— What you should do —
Search term "load": copy each line of the data containing it.

(Dataset entries)
------------------------

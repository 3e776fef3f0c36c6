use std::future::Future;
use std::time::Duration;

use tokio::time::Instant;
use tracing::{debug, warn};

use crate::error::{FirecrawlError, Result};

/// Where an async provider job stands.
#[derive(Debug, Clone, PartialEq, Eq)]
pub enum JobState {
    Pending,
    Completed,
    Failed(String),
}

/// Anything that can be polled to a terminal state.
pub trait JobStatus {
    fn state(&self) -> JobState;

    /// Short human-readable status, used in logs and timeout errors.
    fn label(&self) -> String;
}

#[derive(Debug, Clone)]
pub struct PollOptions {
    pub max_wait: Duration,
    pub initial_interval: Duration,
    pub max_interval: Duration,
}

impl Default for PollOptions {
    fn default() -> Self {
        Self {
            max_wait: Duration::from_secs(15 * 60),
            initial_interval: Duration::from_millis(2500),
            max_interval: Duration::from_secs(15),
        }
    }
}

/// Poll `status_fn` until the job completes, fails, or `max_wait` runs out.
///
/// The interval doubles after every non-terminal poll, capped at `max_interval`,
/// and never sleeps past the remaining budget. Rate-limited polls count as
/// non-terminal; any other error is returned as-is.
pub async fn poll_with_backoff<T, F, Fut>(mut status_fn: F, opts: &PollOptions) -> Result<T>
where
    T: JobStatus,
    F: FnMut() -> Fut,
    Fut: Future<Output = Result<T>>,
{
    let started = Instant::now();
    let mut interval = opts.initial_interval;
    let mut last_status: Option<String> = None;
    let mut polls = 0u32;

    loop {
        let elapsed = started.elapsed();
        if elapsed >= opts.max_wait {
            return Err(FirecrawlError::Timeout {
                waited: elapsed,
                last_status,
            });
        }

        polls += 1;
        match status_fn().await {
            Ok(status) => match status.state() {
                JobState::Completed => {
                    debug!(polls, elapsed_ms = elapsed.as_millis() as u64, "Job completed");
                    return Ok(status);
                }
                JobState::Failed(reason) => return Err(FirecrawlError::JobFailed(reason)),
                JobState::Pending => {
                    let label = status.label();
                    debug!(polls, status = %label, "Job still running");
                    last_status = Some(label);
                }
            },
            Err(err) if err.is_rate_limited() => {
                warn!(polls, error = %err, "Status poll rate limited");
            }
            Err(err) => return Err(err),
        }

        let remaining = opts.max_wait.saturating_sub(started.elapsed());
        tokio::time::sleep(interval.min(remaining)).await;
        interval = interval.saturating_mul(2).min(opts.max_interval);
    }
}

#[cfg(test)]
mod tests {
    use std::sync::atomic::{AtomicU32, Ordering};

    use super::*;

    #[derive(Debug)]
    struct Fake(JobState);

    impl JobStatus for Fake {
        fn state(&self) -> JobState {
            self.0.clone()
        }

        fn label(&self) -> String {
            format!("{:?}", self.0)
        }
    }

    fn opts() -> PollOptions {
        PollOptions {
            max_wait: Duration::from_secs(60),
            initial_interval: Duration::from_secs(2),
            max_interval: Duration::from_secs(10),
        }
    }

    #[tokio::test(start_paused = true)]
    async fn returns_after_exactly_n_polls() {
        let polls = AtomicU32::new(0);
        let counter = &polls;
        let started = Instant::now();

        let status = poll_with_backoff(
            move || async move {
                let n = counter.fetch_add(1, Ordering::SeqCst) + 1;
                Ok(Fake(if n == 4 {
                    JobState::Completed
                } else {
                    JobState::Pending
                }))
            },
            &opts(),
        )
        .await
        .unwrap();

        assert_eq!(status.0, JobState::Completed);
        assert_eq!(polls.load(Ordering::SeqCst), 4);
        // 2 + 4 + 8 seconds of sleeping between the four polls.
        assert_eq!(started.elapsed(), Duration::from_secs(14));
        assert!(started.elapsed() <= opts().max_wait);
    }

    #[tokio::test(start_paused = true)]
    async fn never_completing_job_times_out_at_max_wait() {
        let started = Instant::now();
        let err = poll_with_backoff(|| async { Ok(Fake(JobState::Pending)) }, &opts())
            .await
            .unwrap_err();

        assert!(matches!(err, FirecrawlError::Timeout { .. }));
        assert_eq!(started.elapsed(), opts().max_wait);
    }

    #[tokio::test(start_paused = true)]
    async fn failed_job_surfaces_job_failed() {
        let err = poll_with_backoff(
            || async { Ok(Fake(JobState::Failed("cancelled".into()))) },
            &opts(),
        )
        .await
        .unwrap_err();
        assert!(matches!(err, FirecrawlError::JobFailed(reason) if reason == "cancelled"));
    }

    #[tokio::test(start_paused = true)]
    async fn rate_limited_polls_keep_polling() {
        let polls = AtomicU32::new(0);
        let counter = &polls;

        let status = poll_with_backoff(
            move || async move {
                if counter.fetch_add(1, Ordering::SeqCst) == 0 {
                    Err(FirecrawlError::Api {
                        status: 429,
                        message: "slow down".into(),
                        retry_after: None,
                    })
                } else {
                    Ok(Fake(JobState::Completed))
                }
            },
            &opts(),
        )
        .await;

        assert!(status.is_ok());
        assert_eq!(polls.load(Ordering::SeqCst), 2);
    }

    #[tokio::test(start_paused = true)]
    async fn other_poll_errors_propagate() {
        let err = poll_with_backoff(
            || async {
                Err::<Fake, _>(FirecrawlError::Api {
                    status: 404,
                    message: "unknown job".into(),
                    retry_after: None,
                })
            },
            &opts(),
        )
        .await
        .unwrap_err();
        assert_eq!(err.status(), Some(404));
    }
}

------------------------

— Solved exercise —
        assert_eq!(polls.load(Ordering::SeqCst), 4);
        assert_eq!(polls.load(Ordering::SeqCst), 2);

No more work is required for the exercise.